[Dataset records]
○ ○ ○ ○

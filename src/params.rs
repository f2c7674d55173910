//! Parameter metadata for scan invocations
//!
//! Describes the user-facing knobs of a scan (lookback period, confidence
//! threshold) with their defaults and allowed grids, enabling:
//! - Input validation at the command line
//! - Listing the allowed choices
//!
//! # Example
//!
//! ```rust
//! use chartscan::params::{CONFIDENCE, PERIOD};
//!
//! assert_eq!(PERIOD.generate_grid().len(), 10);
//! assert!(CONFIDENCE.validate(0.7).is_ok());
//! assert!(CONFIDENCE.validate(0.75).is_err());
//! ```

use crate::{Error, Period, Ratio, Result};

// ============================================================
// PARAMETER TYPES
// ============================================================

/// Type of parameter value
#[derive(Debug, Clone, Copy, PartialEq, Eq)]
pub enum ParamType {
    /// Ratio value (0.0..=1.0)
    Ratio,
    /// Period value (positive whole number of days)
    Period,
}

/// Metadata for a single invocation parameter
#[derive(Debug, Clone)]
pub struct ParamMeta {
    /// Parameter name (e.g., "confidence")
    pub name: &'static str,
    /// Parameter type (Ratio or Period)
    pub param_type: ParamType,
    /// Default value
    pub default: f64,
    /// Allowed values: (min, max, step)
    pub range: (f64, f64, f64),
    /// Human-readable description
    pub description: &'static str,
}

/// Days of history to fetch
pub const PERIOD: ParamMeta =
    ParamMeta::period("period", 30.0, (30.0, 300.0, 30.0), "Days of price history to scan");

/// Minimum detection confidence
pub const CONFIDENCE: ParamMeta = ParamMeta::ratio(
    "confidence",
    0.5,
    (0.1, 1.0, 0.1),
    "Minimum confidence for a detected pattern",
);

/// Timeframes offered at the command line
pub const TIMEFRAME_CHOICES: &[&str] = &["1h", "4h", "1d"];

const GRID_TOLERANCE: f64 = 1e-9;
const OFF_GRID_TOLERANCE: f64 = 1e-6;

impl ParamMeta {
    /// Create a new ParamMeta for a Ratio parameter
    pub const fn ratio(
        name: &'static str,
        default: f64,
        range: (f64, f64, f64),
        description: &'static str,
    ) -> Self {
        Self { name, param_type: ParamType::Ratio, default, range, description }
    }

    /// Create a new ParamMeta for a Period parameter
    pub const fn period(
        name: &'static str,
        default: f64,
        range: (f64, f64, f64),
        description: &'static str,
    ) -> Self {
        Self { name, param_type: ParamType::Period, default, range, description }
    }

    /// All allowed values, smallest first
    pub fn generate_grid(&self) -> Vec<f64> {
        let (min, max, step) = self.range;
        let steps = ((max - min) / step + GRID_TOLERANCE).floor() as usize;
        (0..=steps).map(|i| min + i as f64 * step).collect()
    }

    /// Validate a value for this parameter: inside the range and on the grid
    pub fn validate(&self, value: f64) -> Result<()> {
        let (min, max, step) = self.range;
        if value.is_nan() || value < min - GRID_TOLERANCE || value > max + GRID_TOLERANCE {
            return Err(Error::OutOfRange { field: self.name, value, min, max });
        }
        let k = (value - min) / step;
        if (k - k.round()).abs() > OFF_GRID_TOLERANCE {
            return Err(Error::InvalidValue("value is not on the parameter grid"));
        }
        match self.param_type {
            ParamType::Ratio => Ok(()),
            ParamType::Period => {
                if value < 1.0 || value.fract() != 0.0 {
                    return Err(Error::InvalidValue("Period must be a positive integer"));
                }
                Ok(())
            },
        }
    }

    /// Validate and convert to a [`Ratio`]
    pub fn ratio_value(&self, value: f64) -> Result<Ratio> {
        self.validate(value)?;
        Ratio::new(value)
    }

    /// Validate and convert to a [`Period`]
    pub fn period_value(&self, value: f64) -> Result<Period> {
        self.validate(value)?;
        Period::new(value as u32)
    }
}

// ============================================================
// TESTS
// ============================================================

#[cfg(test)]
mod tests {
    use super::*;

    #[test]
    fn test_param_meta_ratio() {
        assert_eq!(CONFIDENCE.name, "confidence");
        assert_eq!(CONFIDENCE.param_type, ParamType::Ratio);
        assert_eq!(CONFIDENCE.default, 0.5);
    }

    #[test]
    fn test_param_meta_period() {
        assert_eq!(PERIOD.name, "period");
        assert_eq!(PERIOD.param_type, ParamType::Period);
        assert_eq!(PERIOD.default, 30.0);
    }

    #[test]
    fn test_generate_grid() {
        let periods = PERIOD.generate_grid();
        assert_eq!(periods.len(), 10);
        assert_eq!(periods[0], 30.0);
        assert_eq!(periods[9], 300.0);

        let confidences = CONFIDENCE.generate_grid();
        assert_eq!(confidences.len(), 10);
        assert!((confidences[9] - 1.0).abs() < 1e-9);
    }

    #[test]
    fn test_validate_ratio() {
        assert!(CONFIDENCE.validate(0.1).is_ok());
        assert!(CONFIDENCE.validate(0.3).is_ok());
        assert!(CONFIDENCE.validate(1.0).is_ok());
        assert!(CONFIDENCE.validate(0.0).is_err());
        assert!(CONFIDENCE.validate(0.35).is_err());
        assert!(CONFIDENCE.validate(1.1).is_err());
    }

    #[test]
    fn test_validate_period() {
        assert!(PERIOD.validate(30.0).is_ok());
        assert!(PERIOD.validate(300.0).is_ok());
        assert!(PERIOD.validate(90.0).is_ok());
        assert!(PERIOD.validate(45.0).is_err());
        assert!(PERIOD.validate(330.0).is_err());
    }

    #[test]
    fn test_typed_values() {
        assert_eq!(PERIOD.period_value(120.0).unwrap().get(), 120);
        assert!((CONFIDENCE.ratio_value(0.7).unwrap().get() - 0.7).abs() < f64::EPSILON);
        assert!(CONFIDENCE.ratio_value(0.05).is_err());
    }
}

○ ○ ○ ○

YOUR TASK => Count each line above where the word "const" appears, and answer with nothing except that count.

EXPECTED ANSWER => 7